Baby, if you have any doubt in your mind that I don't miss you, then you need to go and bang your head on a brick wall 'cause I miss you more than ... more than ... I can't even think of the words to explain how much I miss you. I mean, sometimes it hurts. I wish I could look into your eyes and feel your fingers running and intertwined in mine. To be able to kiss you and see the twinkle in your eye when I tell you that I love you. TIFFY, I MISS YOU!!!

Tanner Morath, 26, is one of the 30,000 Marines who shipped out from Camp Pendleton. He, like roughly two-thirds of the Marines, has children and a spouse waiting for him.

Tiffany made a button adorned with Tanner's picture and yellow ribbon that she wears over her heart. She was outside her home hanging red, white, and blue lights when a friend yelled at her, "Sirens are going off in Baghdad!" Tiffany ran inside to the TV, and saw the White House spokesman announce that war had begun.

When Logan asked her why she was crying, Tiffany said it was because she'd stubbed her toe.

In the days since, Tiffany has scarcely slept. It's the sight of missiles and bombs exploding that twists her stomach. She tries to convince herself that Tanner will be safe. That becomes more difficult as the first Marine casualties are reported.

"I'm scared about what's going to happen," she said. "I'm scared about who's going to get the knock on the door, even though I know it's not going to be me."

Tanner and Tiffany, 23, worry about their kids, Logan and his baby sister, 8-month-old Madison, and how the family will cope with daddy at war.

Logan's normally orderly world has ceased making sense, and his emotions outpace his ability to articulate. He is shooed away from the TV, and he refuses to sleep in his bed. At times, he is a hair's breadth from meltdown. Tiffany, Logan and Madison said goodbye at the base Jan. 28. Morath, an aircraft ultrasound technician, tends the Cobra, an attack helicopter. Logan saw his daddy's two buddies, Joe and Flo -- Sgt. Joseph R. Graham and Sgt. Jose A. Flores -- two men he calls uncle. Then he saw his daddy's M-16 rifle.

"Daddy, why do you have that gun?" he asked.

Uncle Flo jumped in. "We got the gun to get cats if they climb on the helicopter," he said.

Uncle Joe added, "It's for squirrels."

"No," Logan said. "Daddy, you're going to get the bad guys."

In that moment, Logan began to understand.
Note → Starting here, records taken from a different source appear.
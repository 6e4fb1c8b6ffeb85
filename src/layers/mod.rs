mod storage;
pub use storage::*;
mod configuration;
pub use configuration::*;
mod ingestion_consumption;
pub use ingestion_consumption::*;
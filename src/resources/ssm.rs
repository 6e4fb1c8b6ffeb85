use serde::Serialize;

use crate::cfn::{cfn_resource, LogicalId, Template};
use crate::error::Result;

#[derive(Debug, Clone, Serialize)]
#[serde(rename_all = "PascalCase")]
pub struct SsmParameter {
    pub name: String,
    #[serde(rename = "Type")]
    pub ty: &'static str,
    pub value: String,
    #[serde(skip_serializing_if = "String::is_empty")]
    pub description: String,
}
cfn_resource!(SsmParameter, "AWS::SSM::Parameter");

#[derive(Debug, Clone, Default)]
pub struct StringParam {
    /// logical id of the parameter resource
    pub id: String,
    /// full parameter path, eg: `/spaceinvaders/clientid`
    pub name: String,
    pub value: String,
    pub description: Option<String>,
}

#[derive(Debug, Clone, PartialEq, Eq)]
pub struct ParameterHandle {
    pub logical_id: LogicalId,
    pub name: String,
}

/// Parameter store wrapper. Remembers every parameter it created, in order.
///
/// Names are not checked for uniqueness. Two parameters with the same name
/// synthesize fine and only conflict once CloudFormation tries to create them.
#[derive(Debug, Default)]
pub struct Ssm {
    parameters: Vec<ParameterHandle>,
}

impl Ssm {
    pub fn new() -> Self {
        Self::default()
    }

    pub fn add_parameter(&mut self, template: &mut Template, param: StringParam) -> Result<ParameterHandle> {
        let logical_id = LogicalId::new(&param.id)?;
        let resource = SsmParameter {
            name: param.name.clone(),
            ty: "String",
            value: param.value,
            description: param.description.unwrap_or_default(),
        };
        template.add_resource(&logical_id, &resource)?;
        let handle = ParameterHandle { logical_id, name: param.name };
        self.parameters.push(handle.clone());
        Ok(handle)
    }

    pub fn parameters(&self) -> &[ParameterHandle] {
        &self.parameters
    }

    pub fn parameter_names(&self) -> impl Iterator<Item = &str> {
        self.parameters.iter().map(|p| p.name.as_str())
    }
}
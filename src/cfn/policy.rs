use serde::Serialize;
use serde_json::Value;

pub const POLICY_VERSION: &str = "2012-10-17";

#[derive(Debug, Clone, Copy, PartialEq, Eq, Serialize)]
pub enum Effect {
    Allow,
    Deny,
}

#[derive(Debug, Clone, PartialEq, Serialize)]
pub struct PolicyStatement {
    #[serde(rename = "Effect")]
    pub effect: Effect,
    #[serde(rename = "Action")]
    pub actions: Vec<String>,
    #[serde(rename = "Resource")]
    pub resources: Vec<Value>,
}

impl PolicyStatement {
    pub fn allow<A: AsRef<str>, R: Into<Value>>(actions: &[A], resources: Vec<R>) -> Self {
        Self {
            effect: Effect::Allow,
            actions: actions.iter().map(|a| a.as_ref().to_string()).collect(),
            resources: resources.into_iter().map(Into::into).collect(),
        }
    }
}

#[derive(Debug, Clone, PartialEq, Serialize)]
pub struct PolicyDocument {
    #[serde(rename = "Version")]
    pub version: &'static str,
    #[serde(rename = "Statement")]
    pub statements: Vec<PolicyStatement>,
}

impl PolicyDocument {
    pub fn new(statements: Vec<PolicyStatement>) -> Self {
        Self { version: POLICY_VERSION, statements }
    }
}

/// trust policy that lets `service` (eg: `firehose.amazonaws.com`) assume a role.
pub fn assume_role_policy_doc(service: &str) -> Value {
    let mut map = serde_json::Map::default();
    map.insert("Version".to_string(), Value::String(POLICY_VERSION.to_string()));

    let mut principal = serde_json::Map::default();
    principal.insert("Service".to_string(), Value::String(service.to_string()));

    let mut statement_obj = serde_json::Map::default();
    statement_obj.insert("Effect".to_string(), Value::String("Allow".to_string()));
    statement_obj.insert("Principal".to_string(), Value::Object(principal));
    statement_obj.insert("Action".to_string(), Value::String("sts:AssumeRole".to_string()));
    map.insert("Statement".to_string(), Value::Array(vec![Value::Object(statement_obj)]));
    Value::Object(map)
}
If his daddy was carrying a gun, it meant he might shoot it. Worse, someone might shoot at him.

Tanner Morath didn't leave until 2:30 a.m. Logan, dressed in jeans and Spider-Man shirt, was cold. Tiffany wrapped a blanket around him. As they headed to their car, Tanner's squadron was called into formation.

"Wait," Logan told his mother. The boy stood at attention, saluted the Marines as they marched by and yelled the rallying cry: Hoo-Rah!

Tiffany sobbed silently. Logan hugged her. "Mama, please don't cry; I'll take care of you."

Feb. 7, 03


Hey buddy, how are you? Happy Birthday! I know you won't get this in time 'cause today is your birthday. But hey I didn't forget it. I am sorry I couldn't be there. I wish I could. We will do something when I get back. I miss you partner. Be good and I love you.


On a separate sheet of paper, Morath wrote to his wife:


Good morning my love. How are ya?

I went up to the phone center yesterday to call you and wouldn't you know it, the [bums] closed it for whatever reason. I was [angry]. Then I come back, read for a little while, go to sleep. Then about 10 p.m. somebody comes back and says the phones are back up.

So I get up, get dressed, walk a quarter-mile to the bus stop, wait to catch the bus, get up there about 10:45 at night and of course, just my ' ... luck, everybody on the base was in line. A 1-3 hour wait. I am so determined to talk to you, I wait. 30 minutes later, the phone lines go down again.

How's my kids? Doing good I hope. I really hope you are doing OK babe. I really miss you and the kids.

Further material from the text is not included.